Tara Vreeland, News On 6
TULSA, Oklahoma -- As minor amounts of radiation are detected in the U.S., the Oklahoma Department of Environmental Quality continues to monitor for radiation levels in the state.
Oklahoma is more than 6,000 miles away from Japan.
"It's a long ways away and I'm not really worried about it. It's a far distance," said Tulsa resident Reginald Logan.
But since the nuclear disaster in the country following the earthquake and tsunami, that gap was made smaller. That's because radiation was detected in rainwater in Massachusetts and Nevada.
"Want to emphasize that the sampling results indicate no risk to the state drinking water supplies. The drinking water supply in Massachusetts is unaffected by this short term slight elevation in radiation," Massachusetts Public Health Commissioner John Auerbach told reporters Monday.
That's closer to home, even if the radiation danger is low.
"Maybe I'm in denial but I just don't see it making its way to Tulsa Oklahoma," said Tulsa resident Bob Hendrick.
The Department of Environmental Quality in Oklahoma City says that so far we have nothing to worry about.
"It's important to note that all public water systems in the state of Oklahoma are required to routinely monitor for a number of things to ensure the public's health is protected," said Skylar McElhaney of the ODEQ.
A monitoring station in North Tulsa is one of two the DEQ has in Oklahoma to monitor for radiation in the air.
The DEQ says these monitors constantly take samples. Those samples are recorded online. Filters are taken out of the monitors and sent to labs for additional testing.
"We have ramped up our communication with EPA and other federal agencies during this time," McElhaney said.
The DEQ says radiation can be carried through the atmosphere and the tests haven't shown anything alarming.

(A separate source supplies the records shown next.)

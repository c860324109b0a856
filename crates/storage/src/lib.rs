// SPDX-License-Identifier: BUSL-1.1
// Copyright (c) 2026 Alfred Jean LLC

// Allow panic!/unwrap/expect in test code
#![cfg_attr(test, allow(clippy::panic))]
#![cfg_attr(test, allow(clippy::unwrap_used))]
#![cfg_attr(test, allow(clippy::expect_used))]

//! rota-storage: write-ahead log and materialized state

mod state;
mod wal;

pub use state::MaterializedState;
pub use wal::{Wal, WalError};
// SPDX-License-Identifier: BUSL-1.1
// Copyright (c) 2026 Alfred Jean LLC

//! Protocol unit tests

use super::*;
use chrono::{TimeZone, Utc};
use rota_engine::QueueStatus;

#[test]
fn encode_decode_roundtrip_request() {
    let request = Request::UpdateSchedule {
        target: Target::Lock,
        enabled: Some(true),
        interval_minutes: None,
    };

    let encoded = encode(&request).expect("encode failed");
    let decoded: Request = decode(&encoded).expect("decode failed");

    assert_eq!(request, decoded);
}

#[test]
fn encode_decode_query() {
    let request = Request::Query {
        query: Query::GetAlbum {
            name: AlbumName::new("Nature"),
        },
    };

    let encoded = encode(&request).expect("encode failed");
    let decoded: Request = decode(&encoded).expect("decode failed");

    assert_eq!(request, decoded);
}

#[test]
fn request_wire_format_is_tagged() {
    let encoded = encode(&Request::RotateNow {
        target: Target::Home,
    })
    .unwrap();
    let json: serde_json::Value = serde_json::from_slice(&encoded).unwrap();
    assert_eq!(json["type"], "RotateNow");
    assert_eq!(json["target"], "home");
}

#[test]
fn status_response_roundtrip() {
    let response = Response::Status {
        uptime_secs: 3600,
        status: Box::new(RuntimeStatus {
            enabled: true,
            synchronized: false,
            triggers: Vec::new(),
            queues: vec![QueueStatus {
                target: Target::Home,
                album: Some(AlbumName::new("Nature")),
                size: 3,
                remaining: 2,
                last_drawn: Some(WallpaperId::new("wp-1")),
                next: Some(WallpaperId::new("wp-2")),
            }],
            conflicts: Vec::new(),
            wal_entries: 12,
        }),
    };

    let encoded = encode(&response).expect("encode failed");
    let decoded: Response = decode(&encoded).expect("decode failed");

    assert_eq!(response, decoded);
}

#[test]
fn rotated_response_keeps_outcome_tag() {
    let response = Response::Rotated {
        outcome: RotationOutcome::Skipped {
            target: Target::Lock,
            reason: "no wallpapers available".to_string(),
        },
    };

    let encoded = encode(&response).unwrap();
    let json: serde_json::Value = serde_json::from_slice(&encoded).unwrap();
    assert_eq!(json["type"], "Rotated");
    assert_eq!(json["outcome"]["outcome"], "skipped");

    let decoded: Response = decode(&encoded).unwrap();
    assert_eq!(response, decoded);
}

#[test]
fn album_created_roundtrip() {
    let response = Response::AlbumCreated {
        album: Album {
            name: AlbumName::new("Nature"),
            created_at: Utc.with_ymd_and_hms(2026, 1, 2, 3, 4, 5).unwrap(),
            next_order_key: 0,
        },
    };

    let decoded: Response = decode(&encode(&response).unwrap()).unwrap();
    assert_eq!(response, decoded);
}

#[test]
fn encode_returns_json_without_length_prefix() {
    let response = Response::Ok;
    let encoded = encode(&response).expect("encode failed");

    let json_str = std::str::from_utf8(&encoded).expect("should be valid UTF-8");
    assert!(
        json_str.starts_with('{'),
        "should be JSON object: {}",
        json_str
    );
}

#[test]
fn decode_rejects_unknown_request() {
    let err = decode::<Request>(br#"{"type":"Explode"}"#).unwrap_err();
    assert!(matches!(err, ProtocolError::Json(_)));
}

#[tokio::test]
async fn read_write_message_roundtrip() {
    let original = b"hello world";

    let mut buffer = Vec::new();
    write_message(&mut buffer, original)
        .await
        .expect("write failed");

    assert_eq!(buffer.len(), 4 + original.len());

    let mut cursor = std::io::Cursor::new(buffer);
    let read_back = read_message(&mut cursor).await.expect("read failed");

    assert_eq!(read_back, original);
}

#[tokio::test]
async fn write_message_adds_length_prefix() {
    let data = b"test data";

    let mut buffer = Vec::new();
    write_message(&mut buffer, data)
        .await
        .expect("write failed");

    let len = u32::from_be_bytes([buffer[0], buffer[1], buffer[2], buffer[3]]) as usize;

    assert_eq!(len, data.len());
    assert_eq!(&buffer[4..], data);
}

#[tokio::test]
async fn empty_stream_is_connection_closed() {
    let mut cursor = std::io::Cursor::new(Vec::<u8>::new());
    let err = read_message(&mut cursor).await.unwrap_err();
    assert!(matches!(err, ProtocolError::ConnectionClosed));
}

#[tokio::test]
async fn oversized_prefix_is_rejected() {
    let prefix = ((MAX_MESSAGE_SIZE + 1) as u32).to_be_bytes().to_vec();
    let mut cursor = std::io::Cursor::new(prefix);
    let err = read_message(&mut cursor).await.unwrap_err();
    assert!(matches!(err, ProtocolError::MessageTooLarge { .. }));
}

#[tokio::test]
async fn request_roundtrips_through_frames() {
    let request = Request::AddFolder {
        album: AlbumName::new("Nature"),
        source: "/pictures/forest".to_string(),
        cover: None,
    };

    let mut buffer = Vec::new();
    write_message(&mut buffer, &encode(&request).unwrap())
        .await
        .unwrap();

    let mut cursor = std::io::Cursor::new(buffer);
    let decoded = read_request(&mut cursor, DEFAULT_TIMEOUT).await.unwrap();
    assert_eq!(decoded, request);
}
// SPDX-License-Identifier: BUSL-1.1
// Copyright (c) 2026 Alfred Jean LLC

//! Operations for the write-ahead log
//!
//! Each operation is one transaction: applying it updates the catalog, the
//! settings and every affected rotation queue together.

use crate::catalog::{AlbumName, Catalog, FolderId, FolderImage, WallpaperId};
use crate::rotation::RotationQueue;
use crate::settings::ScheduleSettings;
use chrono::{DateTime, Utc};
use serde::{Deserialize, Serialize};

/// Operations that can be persisted to the WAL
#[derive(Debug, Clone, PartialEq, Eq, Serialize, Deserialize)]
#[serde(tag = "op", rename_all = "snake_case")]
pub enum Operation {
    AlbumCreate {
        name: AlbumName,
        created_at: DateTime<Utc>,
    },

    /// Delete an album, cascading to folders, wallpapers, queues and assignments
    AlbumDelete { name: AlbumName },

    WallpaperAdd {
        id: WallpaperId,
        album: AlbumName,
        source: String,
    },

    WallpaperRemove { id: WallpaperId },

    FolderAdd {
        id: FolderId,
        album: AlbumName,
        source: String,
        #[serde(default)]
        cover: Option<String>,
    },

    FolderRemove { id: FolderId },

    /// Replace a folder's snapshot with a fresh listing
    FolderSynced {
        id: FolderId,
        images: Vec<FolderImage>,
        at: DateTime<Utc>,
    },

    SettingsReplace { settings: ScheduleSettings },

    /// Full snapshot of one target's queue after a draw or rebuild
    QueueReplace { queue: RotationQueue },

    /// Entire state, written as the first entry of a compacted log
    Snapshot {
        catalog: Catalog,
        settings: ScheduleSettings,
        queues: Vec<RotationQueue>,
    },
}

impl Operation {
    pub fn name(&self) -> &'static str {
        match self {
            Operation::AlbumCreate { .. } => "album_create",
            Operation::AlbumDelete { .. } => "album_delete",
            Operation::WallpaperAdd { .. } => "wallpaper_add",
            Operation::WallpaperRemove { .. } => "wallpaper_remove",
            Operation::FolderAdd { .. } => "folder_add",
            Operation::FolderRemove { .. } => "folder_remove",
            Operation::FolderSynced { .. } => "folder_synced",
            Operation::SettingsReplace { .. } => "settings_replace",
            Operation::QueueReplace { .. } => "queue_replace",
            Operation::Snapshot { .. } => "snapshot",
        }
    }
}

#[cfg(test)]
#[path = "operation_tests.rs"]
mod tests;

"I don't think it's something to be concerned about in Oklahoma at this time. I think it's something to be aware of," he said.
But they are aware that radiation is a hot topic.
"They are monitoring... it does make me feel a little bit better," Logan said.
The DEQ says if the levels were high in Oklahoma, they would coordinate with federal agencies to determine the next appropriate step.
But again, there is not a radiation threat right now here in the state.